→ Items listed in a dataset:
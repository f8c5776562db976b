//! The `start` lifecycle: preflight checks, images, then supervision.

use std::collections::BTreeMap;
use std::convert::Infallible;
use std::path::Path;
use std::sync::mpsc::Receiver;
use std::time::Duration;

use rack_build::{BuildPlan, ExecuteOptions, RetryPolicy};
use rack_common::config::RackConfig;
use rack_common::error::{ConfigError, RackError};
use rack_engine::ContainerEngine;
use rack_manifest::env::{self, ProcessEnv};
use rack_manifest::{Manifest, graph, links, ports};

use crate::output::OutputMux;
use crate::probe;
use crate::supervisor::{Supervisor, SupervisorOptions};

/// Options of one `start` run.
#[derive(Debug, Clone, PartialEq, Eq)]
pub struct StartOptions {
    /// Application name; prefixes container and image names.
    pub app: String,
    /// Build and pull images before starting.
    pub build: bool,
    /// Reuse the engine's layer cache when building.
    pub use_cache: bool,
    /// Host port shift.
    pub shift: i32,
    /// Delay between two launches.
    pub launch_spacing: Duration,
    /// Retries for pulls.
    pub retry: RetryPolicy,
    /// Host whose ports are probed before starting; `None` skips the probe.
    pub probe_host: Option<String>,
}

impl StartOptions {
    /// Options for `app` taken from `config`, probing the current engine
    /// host.
    #[must_use]
    pub fn from_config(app: impl Into<String>, config: &RackConfig) -> Self {
        Self {
            app: app.into(),
            build: true,
            use_cache: true,
            shift: 0,
            launch_spacing: config.launch_spacing(),
            retry: RetryPolicy::from_config(config),
            probe_host: Some(probe::current_engine_host()),
        }
    }
}

/// Checks that need neither images nor containers: port conflicts,
/// missing environment, and a valid start order.
///
/// # Errors
///
/// Returns the first [`ConfigError`] found.
pub fn preflight(manifest: &Manifest, process_env: &ProcessEnv, shift: i32) -> Result<(), ConfigError> {
    ports::check_conflicts(manifest, shift)?;

    let mut resolutions = Vec::with_capacity(manifest.len());
    for service in manifest.services() {
        // Link variable names do not depend on image contents.
        let link_vars = links::link_variables(manifest, "", service, |_| {
            Ok::<_, Infallible>(BTreeMap::new())
        })
        .unwrap_or_default();
        resolutions.push(env::resolve_with_links(service, process_env, &link_vars));
    }
    let missing = env::missing_environment(&resolutions);
    if !missing.is_empty() {
        return Err(ConfigError::MissingEnvironment { names: missing });
    }

    let _ = graph::start_order(manifest)?;
    Ok(())
}

/// Builds, pulls, and retags every service image.
///
/// # Errors
///
/// Returns the first build or engine failure.
pub fn build(
    engine: &dyn ContainerEngine,
    manifest: &Manifest,
    app: &str,
    options: &ExecuteOptions,
) -> Result<BuildPlan, RackError> {
    let plan = BuildPlan::new(manifest, app)?;
    tracing::info!(
        app,
        builds = plan.builds.len(),
        pulls = plan.pulls.len(),
        "building images"
    );
    plan.execute(engine, options)?;
    Ok(plan)
}

/// Runs the whole `start` lifecycle and returns the aggregated errors.
///
/// Any failure before the first launch is returned alone.
pub fn start(
    engine: &dyn ContainerEngine,
    manifest: &Manifest,
    options: &StartOptions,
    process_env: &ProcessEnv,
    output: OutputMux,
    interrupts: Receiver<()>,
) -> Vec<RackError> {
    if let Err(e) = prepare(engine, manifest, options, process_env, &interrupts) {
        return vec![e];
    }

    let supervisor = Supervisor::new(
        engine,
        options.app.clone(),
        SupervisorOptions {
            shift: options.shift,
            launch_spacing: options.launch_spacing,
        },
        output,
    );
    supervisor.run(manifest, process_env, interrupts)
}

fn prepare(
    engine: &dyn ContainerEngine,
    manifest: &Manifest,
    options: &StartOptions,
    process_env: &ProcessEnv,
    interrupts: &Receiver<()>,
) -> Result<(), RackError> {
    preflight(manifest, process_env, options.shift)?;

    if let Some(host) = &options.probe_host {
        let wanted = ports::wanted_host_ports(manifest, options.shift)?;
        probe::check_ports_free(host, &wanted)?;
    }

    if options.build {
        let plan = BuildPlan::new(manifest, &options.app)?;
        tracing::info!(
            app = %options.app,
            builds = plan.builds.len(),
            pulls = plan.pulls.len(),
            "building images"
        );
        let execute = ExecuteOptions {
            use_cache: options.use_cache,
            retry: options.retry,
        };
        if !plan.execute_until(engine, &execute, || interrupts.try_recv().is_ok())? {
            return Err(RackError::Interrupted);
        }
    } else if interrupts.try_recv().is_ok() {
        return Err(RackError::Interrupted);
    }
    Ok(())
}

/// Default application name of a manifest directory: its base name,
/// lower-cased, with characters outside `[a-z0-9-]` replaced by `-`.
#[must_use]
pub fn app_name(dir: &Path) -> String {
    dir.file_name()
        .map(|name| name.to_string_lossy().to_lowercase())
        .unwrap_or_default()
        .chars()
        .map(|c| {
            if c.is_ascii_lowercase() || c.is_ascii_digit() || c == '-' {
                c
            } else {
                '-'
            }
        })
        .collect()
}

#[cfg(test)]
mod tests {
    use std::sync::mpsc;

    use rack_engine::fake::RecordingEngine;

    use super::*;

    fn options() -> StartOptions {
        StartOptions {
            app: "app".into(),
            build: true,
            use_cache: true,
            shift: 0,
            launch_spacing: Duration::from_millis(1),
            retry: RetryPolicy::once(),
            probe_host: None,
        }
    }

    fn manifest(yaml: &str) -> Manifest {
        rack_manifest::parse_str(Path::new("/app"), yaml).expect("should parse")
    }

    #[test]
    fn app_name_is_sanitized() {
        assert_eq!(app_name(Path::new("/src/My_App.v2")), "my-app-v2");
        assert_eq!(app_name(Path::new("/src/shop-api")), "shop-api");
    }

    #[test]
    fn missing_environment_fails_before_build() {
        let engine = RecordingEngine::new();
        let (_tx, rx) = mpsc::channel();
        let errors = start(
            &engine,
            &manifest("web:\n  image: x\n  environment: [FOO, BAR]\n"),
            &options(),
            &ProcessEnv::default(),
            OutputMux::new(std::io::sink(), 3, false),
            rx,
        );
        match &errors[..] {
            [RackError::Config(ConfigError::MissingEnvironment { names })] => {
                assert_eq!(names, &["BAR", "FOO"]);
            }
            other => panic!("unexpected: {other:?}"),
        }
        assert!(engine.calls().is_empty());
    }

    #[test]
    fn link_variable_names_satisfy_preflight() {
        let m = manifest(
            "web:\n  image: x\n  links: [db]\n  environment: [DB_URL]\ndb:\n  image: pg\n  ports: [5432]\n",
        );
        preflight(&m, &ProcessEnv::default(), 0).expect("preflight");
    }

    #[test]
    fn pull_failure_aborts_before_launch() {
        let engine = RecordingEngine::new();
        engine.fail_when("pull");
        let (_tx, rx) = mpsc::channel();
        let errors = start(
            &engine,
            &manifest("web:\n  image: x\n"),
            &options(),
            &ProcessEnv::default(),
            OutputMux::new(std::io::sink(), 3, false),
            rx,
        );
        assert!(matches!(errors[..], [RackError::Build(_)]));
        assert!(engine.calls_of("run").is_empty());
    }

    #[test]
    fn images_are_ready_before_first_run() {
        let engine = RecordingEngine::new();
        let (_tx, rx) = mpsc::channel();
        let errors = start(
            &engine,
            &manifest("web:\n  image: x\n"),
            &options(),
            &ProcessEnv::default(),
            OutputMux::new(std::io::sink(), 3, false),
            rx,
        );
        assert!(errors.is_empty(), "{errors:?}");
        let calls = engine.calls();
        let tag = calls.iter().position(|c| c == "tag -f x app/web").expect("tag");
        let run = calls.iter().position(|c| c.starts_with("run ")).expect("run");
        assert!(tag < run);
    }

    #[test]
    fn interrupt_during_build_skips_remaining_steps() {
        let engine = RecordingEngine::new();
        let (tx, rx) = mpsc::channel();
        tx.send(()).expect("signal");
        let errors = start(
            &engine,
            &manifest("web:\n  image: x\nworker:\n  image: y\n"),
            &options(),
            &ProcessEnv::default(),
            OutputMux::new(std::io::sink(), 6, false),
            rx,
        );
        assert!(matches!(errors[..], [RackError::Interrupted]), "{errors:?}");
        assert!(engine.calls_of("pull").is_empty());
        assert!(engine.calls_of("tag").is_empty());
        assert!(engine.calls_of("run").is_empty());
    }

    #[test]
    fn interrupt_without_build_starts_nothing() {
        let engine = RecordingEngine::new();
        let (tx, rx) = mpsc::channel();
        tx.send(()).expect("signal");
        let errors = start(
            &engine,
            &manifest("web:\n  image: x\n"),
            &StartOptions {
                build: false,
                ..options()
            },
            &ProcessEnv::default(),
            OutputMux::new(std::io::sink(), 3, false),
            rx,
        );
        assert!(matches!(errors[..], [RackError::Interrupted]), "{errors:?}");
        assert!(engine.calls().is_empty());
    }
}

→ What this task involves: Give the number of lines in the entries that contain the word "Receiver", without any other words.

→ Your response: 3